Solved – How to interpret regression function with categorical variable

categorical-encodingmultiple regressionregressionregression coefficientsself-study

I am trying to figure out how to interpret a regression function with no intercept and one categorical variable performed on a survey data. Each participant marks which actions, from a list of 25, they perceived as crimes. The survey data collects the age, sex, the year in college and income level of the participant.

$$crime = 0.38x_{age} – 10.3x_{female}I_{sex} – 8.01x_{male}I_{male} + 0.18x_{college} + 0.29x_{income}$$

Are the following interpretations of regression coefficients correct?

  • $\beta_{age}$ interpretation: This coefficient estimates 0.38 increase in crime score for each additional year of age of the participant, holding other variables constant.
  • $\beta_{female}$ interpretation: This coefficient estimates 10.3 decrease in crime score if the survey participant is female, holding other variables constant.

Here is the R code that generated my model,

reg_model <- lm(crimes ~ 0 + age + sex + college 
                + income , data = crime_data)

From the R formula documentation it says "It can also used to remove the intercept term: when fitting a linear model y ~ x – 1 specifies a line through the origin. A model with no intercept can be also specified as y ~ x + 0 or y ~ 0 + x."

If I try to build the model with an intercept using the following R code,

reg_model <- lm(crimes ~ age + sex + college + 
                income , data = crime_data)

I get the following model,
$$crime = – 10.3 + 0.38x_{age} + 2.29x_{male}I_{male} + 0.18x_{college} + 0.29x_{income}$$

I thought it would feel nicer if I can distinctly say how much male and female affects the crime score. If I take out the 0 from the formula, I only have one sex in my model. I was not sure how to explain the effect of the missing sex on the crime score.


Here is the question I am trying to solve,
enter image description here
Link to csv dataset: https://pastebin.com/eJJqUfmr

Source: Freund, R.J. Wilson, W.J., and D. L. Mohr (2010). Statistical
Methods, 3rd Edition, Academic Press. ISBN-13: 978-0123749703;
Chapter 8 : Multiple Linear Regression; Exercise problem 11

Best Answer

Note that your initial model uses level means coding.

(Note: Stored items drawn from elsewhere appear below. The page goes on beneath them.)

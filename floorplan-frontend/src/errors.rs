use floorplan_io::IoError;
use thiserror::Error;

#[derive(Debug, Error)]
pub enum FrontendError {
    #[error("文档读写失败: {0}")]
    Io(#[from] IoError),
    #[error("未知命令: {0}")]
    UnknownCommand(String),
}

The answers to your explicit questions are:

  1. Yes, if age goes up by $1$ (year, I assume), the crime score is predicted to increase by $0.38$, holding all other covariates equal.
  2. No (not exactly), being female does not decrease the crime score by 10.3 if the survey participant is female holding other variables constant. Instead, if all other variables are exactly equal to $0$ (e.g., the person is in the process of being born), the predicted crime score for a female is $-10.3$. Whether that's particularly meaningful is a different issue—it's just part of the linear model.

A concern on this thread (e.g., in the comments) is whether the two listed models are the same. The two models are indeed identical. Because there is a categorical variable here, suppressing the intercept just changes the meanings of the intercept and the difference between the levels to the predicted means for the two individual levels when all other variables are $0$. It may help to read my answer here: How can logistic regression have a factorial predictor and no intercept? Note that the coefficients for age, college, and income are identical between the two models. The difference is the last two estimated coefficients. In the first, female = -10.3 & male = -8.01; in the second, the intercept is -10.3, & the difference between male and female is 2.29. These yield the same predicted values for all combinations of predictor values.